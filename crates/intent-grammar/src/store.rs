//! On-disk storage for compiled automata
//!
//! Layout under the store directory:
//! - `fsts/<name>.fst.json` for every slot (`$room`), rule (`Intent.rule`) and intent
//! - `intent.fst.json` for the merged recognizer

use crate::error::{GrammarError, Result};
use crate::fst::Automaton;
use std::fs::{self, File};
use std::io::{BufReader, BufWriter, Write};
use std::path::{Path, PathBuf};

pub const MERGED_FILE: &str = "intent.fst.json";
const PARTS_DIR: &str = "fsts";
const EXTENSION: &str = "fst.json";

#[derive(Debug, Clone)]
pub struct ArtifactStore {
    dir: PathBuf,
}

impl ArtifactStore {
    /// Open (and create if needed) a store rooted at `dir`
    pub fn open(dir: impl AsRef<Path>) -> Result<Self> {
        let dir = dir.as_ref().to_path_buf();
        fs::create_dir_all(dir.join(PARTS_DIR))
            .map_err(|e| GrammarError::Io(format!("creating {}: {e}", dir.display())))?;
        Ok(Self { dir })
    }

    pub fn dir(&self) -> &Path {
        &self.dir
    }

    pub fn path_for(&self, name: &str) -> PathBuf {
        self.dir.join(PARTS_DIR).join(format!("{name}.{EXTENSION}"))
    }

    pub fn merged_path(&self) -> PathBuf {
        self.dir.join(MERGED_FILE)
    }

    pub fn contains(&self, name: &str) -> bool {
        self.path_for(name).is_file()
    }

    pub fn write(&self, name: &str, fst: &Automaton) -> Result<()> {
        write_atomic(&self.path_for(name), fst)
    }

    pub fn read(&self, name: &str) -> Result<Automaton> {
        let path = self.path_for(name);
        if !path.is_file() {
            return Err(GrammarError::MissingArtifact(name.to_string()));
        }
        read_automaton(&path)
    }

    pub fn write_merged(&self, fst: &Automaton) -> Result<()> {
        write_atomic(&self.merged_path(), fst)
    }

    pub fn read_merged(&self) -> Result<Automaton> {
        let path = self.merged_path();
        if !path.is_file() {
            return Err(GrammarError::MissingArtifact(MERGED_FILE.to_string()));
        }
        read_automaton(&path)
    }

    /// Drop a previously merged recognizer so a failed run cannot leave it behind
    pub fn remove_merged(&self) -> Result<()> {
        match fs::remove_file(self.merged_path()) {
            Ok(()) => Ok(()),
            Err(e) if e.kind() == std::io::ErrorKind::NotFound => Ok(()),
            Err(e) => Err(e.into()),
        }
    }
}

/// Read an automaton from any JSON artifact path
pub fn read_automaton(path: impl AsRef<Path>) -> Result<Automaton> {
    let path = path.as_ref();
    let file = File::open(path)
        .map_err(|e| GrammarError::Io(format!("opening {}: {e}", path.display())))?;
    Automaton::read_from(BufReader::new(file))
}

fn write_atomic(path: &Path, fst: &Automaton) -> Result<()> {
    let tmp = path.with_extension("tmp");
    {
        let file = File::create(&tmp)
            .map_err(|e| GrammarError::Io(format!("creating {}: {e}", tmp.display())))?;
        let mut writer = BufWriter::new(file);
        fst.write_to(&mut writer)?;
        writer.flush()?;
    }
    fs::rename(&tmp, path)?;
    tracing::debug!("Wrote {}", path.display());
    Ok(())
}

#### GOAL OF THE EXERCISE
Could you write out the full data verbatim?

#### SOLUTION FOR THIS PROBLEM
filename crates/intent-grammar/src/store.rs
//! On-disk storage for compiled automata
//!
//! Layout under the store directory:
//! - `fsts/<name>.fst.json` for every slot (`$room`), rule (`Intent.rule`) and intent
//! - `intent.fst.json` for the merged recognizer

use crate::error::{GrammarError, Result};
use crate::fst::Automaton;
use std::fs::{self, File};
use std::io::{BufReader, BufWriter, Write};
use std::path::{Path, PathBuf};

pub const MERGED_FILE: &str = "intent.fst.json";
const PARTS_DIR: &str = "fsts";
const EXTENSION: &str = "fst.json";

#[derive(Debug, Clone)]
pub struct ArtifactStore {
    dir: PathBuf,
}

impl ArtifactStore {
    /// Open (and create if needed) a store rooted at `dir`
    pub fn open(dir: impl AsRef<Path>) -> Result<Self> {
        let dir = dir.as_ref().to_path_buf();
        fs::create_dir_all(dir.join(PARTS_DIR))
            .map_err(|e| GrammarError::Io(format!("creating {}: {e}", dir.display())))?;
        Ok(Self { dir })
    }

    pub fn dir(&self) -> &Path {
        &self.dir
    }

    pub fn path_for(&self, name: &str) -> PathBuf {
        self.dir.join(PARTS_DIR).join(format!("{name}.{EXTENSION}"))
    }

    pub fn merged_path(&self) -> PathBuf {
        self.dir.join(MERGED_FILE)
    }

    pub fn contains(&self, name: &str) -> bool {
        self.path_for(name).is_file()
    }

    pub fn write(&self, name: &str, fst: &Automaton) -> Result<()> {
        write_atomic(&self.path_for(name), fst)
    }

    pub fn read(&self, name: &str) -> Result<Automaton> {
        let path = self.path_for(name);
        if !path.is_file() {
            return Err(GrammarError::MissingArtifact(name.to_string()));
        }
        read_automaton(&path)
    }

    pub fn write_merged(&self, fst: &Automaton) -> Result<()> {
        write_atomic(&self.merged_path(), fst)
    }

    pub fn read_merged(&self) -> Result<Automaton> {
        let path = self.merged_path();
        if !path.is_file() {
            return Err(GrammarError::MissingArtifact(MERGED_FILE.to_string()));
        }
        read_automaton(&path)
    }

    /// Drop a previously merged recognizer so a failed run cannot leave it behind
    pub fn remove_merged(&self) -> Result<()> {
        match fs::remove_file(self.merged_path()) {
            Ok(()) => Ok(()),
            Err(e) if e.kind() == std::io::ErrorKind::NotFound => Ok(()),
            Err(e) => Err(e.into()),
        }
    }
}

/// Read an automaton from any JSON artifact path
pub fn read_automaton(path: impl AsRef<Path>) -> Result<Automaton> {
    let path = path.as_ref();
    let file = File::open(path)
        .map_err(|e| GrammarError::Io(format!("opening {}: {e}", path.display())))?;
    Automaton::read_from(BufReader::new(file))
}

fn write_atomic(path: &Path, fst: &Automaton) -> Result<()> {
    let tmp = path.with_extension("tmp");
    {
        let file = File::create(&tmp)
            .map_err(|e| GrammarError::Io(format!("creating {}: {e}", tmp.display())))?;
        let mut writer = BufWriter::new(file);
        fst.write_to(&mut writer)?;
        writer.flush()?;
    }
    fs::rename(&tmp, path)?;
    tracing::debug!("Wrote {}", path.display());
    Ok(())
}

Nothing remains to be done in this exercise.